Loony of the Year Award
This was an extremely hotly contested award, in fact, everyone in the room was in contention for it. The judges had an extremely hard task picking just one loony from such a superb collection, but in the end it was for a single act of outstanding looniness for which the award was given. Imagine it’s three o’clock in the morning on New Year’s Eve and you’re tucked up snug and warm in bed. Now, what’s the looniest thing you could do? Get out of bed, go outdoors into the cold, wet and dark and run 76 miles across Dartmoor just to get back to where you first started from. No one in their right mind would do such a thing, and so Loony of the Year award goes to Zippy. Those members of the hash who assisted him receive the title of ‘Assistant Loony’, in the hope that in due course they too may aspire to full looniness.

Lifetime Achievement Award
This special award has been created for those who have made the most outstanding
contribution to Drake hash over the years. The winner is someone who has become a
legend in hash circles and whose name is spoken with awe (Awe it’s him). He has
single-handedly invented an alternative to conventional navigation and has taken every opportunity to promote it. His local knowledge is peerless, in fact, he is the one person who knows the area like the back of his hand, whilst staring at his palm. He is responsible for devising the longest short cuts ever created, and has achieved remarkable success in persuading other hashers to join him on them. His experience is
unrivalled: he has been lost at virtually every location where Drake has run. On one
memorable occasion in the Teign Valley woods, he told the hare that the trail did not
go where it had been laid and headed off in the opposite direction. Several hours later
he turned up at the pub after accosting a farmer in his home and forcing him to give him a lift to the pub. His powers of persuasion verge on the hypnotic. On another occasion he was so worried for the hare’s safety in the dark whilst he was being rescued that he was forced to hold the hare’s hand.

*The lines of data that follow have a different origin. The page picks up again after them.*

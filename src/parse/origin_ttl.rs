//! Origin TTL resolution from Cache-Control, Expires and Date.
//!
//! The precedence encodes real HTTP shared-cache semantics and must not be
//! reordered: `s-maxage` (shared caches) beats `max-age` (any cache), both
//! beat the legacy `Expires`/`Date` delta, and a `no-cache`/`no-store`/
//! `private` directive forces a Cache-Control-derived TTL to zero after the
//! fact.

use chrono::DateTime;
use serde::{Serialize, Serializer};

use crate::parse::cache_control;

/// Where the resolved origin TTL came from.
///
/// The `Display` form is the label rendered next to the TTL in reports.
#[derive(Debug, Clone, Copy, PartialEq, Eq)]
pub enum TtlSource {
    /// `s-maxage` directive
    SMaxAge,
    /// `max-age` directive
    MaxAge,
    /// `s-maxage` was present but zeroed by `no-cache`/`no-store`/`private`
    SMaxAgeOverridden,
    /// `max-age` was present but zeroed by `no-cache`/`no-store`/`private`
    MaxAgeOverridden,
    /// No positive lifetime; `no-cache`/`no-store`/`private` decided TTL 0
    NoCachePrivate,
    /// `Expires` minus `Date`, both RFC 2822 dates
    Expires,
    /// `Expires` at or before `Date`: already stale on arrival
    ExpiresPast,
    /// Neither source present, or dates unparseable
    Unknown,
}

impl std::fmt::Display for TtlSource {
    fn fmt(&self, f: &mut std::fmt::Formatter<'_>) -> std::fmt::Result {
        let label = match self {
            TtlSource::SMaxAge => "s-maxage",
            TtlSource::MaxAge => "max-age",
            TtlSource::SMaxAgeOverridden => "s-maxage (overridden by no-cache/private)",
            TtlSource::MaxAgeOverridden => "max-age (overridden by no-cache/private)",
            TtlSource::NoCachePrivate => "no-cache/private",
            TtlSource::Expires => "Expires header",
            TtlSource::ExpiresPast => "Expires header (past date)",
            TtlSource::Unknown => "unknown",
        };
        write!(f, "{label}")
    }
}

impl Serialize for TtlSource {
    fn serialize<S: Serializer>(&self, serializer: S) -> Result<S::Ok, S::Error> {
        serializer.collect_str(self)
    }
}

/// The resolved origin TTL: seconds (when determinable) and provenance.
#[derive(Debug, Clone, Copy, PartialEq, Eq)]
pub struct OriginTtl {
    /// Effective lifetime in whole seconds; `None` when undeterminable
    pub seconds: Option<u64>,
    /// Which header decided the lifetime
    pub source: TtlSource,
}

/// Resolves the origin-declared TTL from the caching headers.
///
/// Precedence: `s-maxage` > `max-age` > `Expires` − `Date` > unknown. The
/// `no-cache`/`no-store`/`private` override applies only after a
/// Cache-Control-based TTL was chosen (or when Cache-Control is present with
/// none) and pins the TTL to zero — which also means the `Expires` fallback
/// is skipped, because a TTL of zero has been decided.
///
/// Absent headers are passed as `None`. Unparseable dates resolve to
/// unknown, never to an error.
pub fn resolve_origin_ttl(
    cache_control: Option<&str>,
    expires: Option<&str>,
    date: Option<&str>,
) -> OriginTtl {
    let mut seconds = None;
    let mut source = TtlSource::Unknown;

    if let Some(cc) = cache_control {
        if let Some(secs) = cache_control::s_maxage(cc) {
            seconds = Some(secs);
            source = TtlSource::SMaxAge;
        } else if let Some(secs) = cache_control::max_age(cc) {
            seconds = Some(secs);
            source = TtlSource::MaxAge;
        }

        let uncacheable = cache_control::has_directive(cc, "no-cache")
            || cache_control::has_directive(cc, "no-store")
            || cache_control::has_directive(cc, "private");
        if uncacheable {
            source = match (source, seconds) {
                (TtlSource::SMaxAge, Some(s)) if s > 0 => TtlSource::SMaxAgeOverridden,
                (TtlSource::MaxAge, Some(s)) if s > 0 => TtlSource::MaxAgeOverridden,
                _ => TtlSource::NoCachePrivate,
            };
            seconds = Some(0);
        }
    }

    if seconds.is_none() {
        if let (Some(expires), Some(date)) = (expires, date) {
            if let (Ok(expires_dt), Ok(date_dt)) = (
                DateTime::parse_from_rfc2822(expires),
                DateTime::parse_from_rfc2822(date),
            ) {
                if expires_dt > date_dt {
                    seconds = Some((expires_dt - date_dt).num_seconds() as u64);
                    source = TtlSource::Expires;
                } else {
                    seconds = Some(0);
                    source = TtlSource::ExpiresPast;
                }
            }
        }
    }

    OriginTtl { seconds, source }
}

The attention to detail and the effort that this man puts into his trails reflects his
perfectionism. It is we, the all too fallable hounds, who are to blame if a trail does not
go entirely to plan, by not following every single blob of sawdust that has been laid. And it is only for our own good that he is forced to shout at us. His trail laying skills are at such a high level that they are completely beyond the comprehension of the average hasher, which accounts for the failure of the hounds to locate any of the sawdust that he had so cunningly hidden behind stones in one of his early Drake runs at Shaugh Bridge.

Finally, he is a real character and has contributed tremendously to the spirit of Drake
Hash House Harriers since its inception. He is a real hasher and will always be so.
I am proud to announce that the winner of The Lifetime Achievement Award (which confers upon the recipient Life Membership of Drake H3) goes to IAT.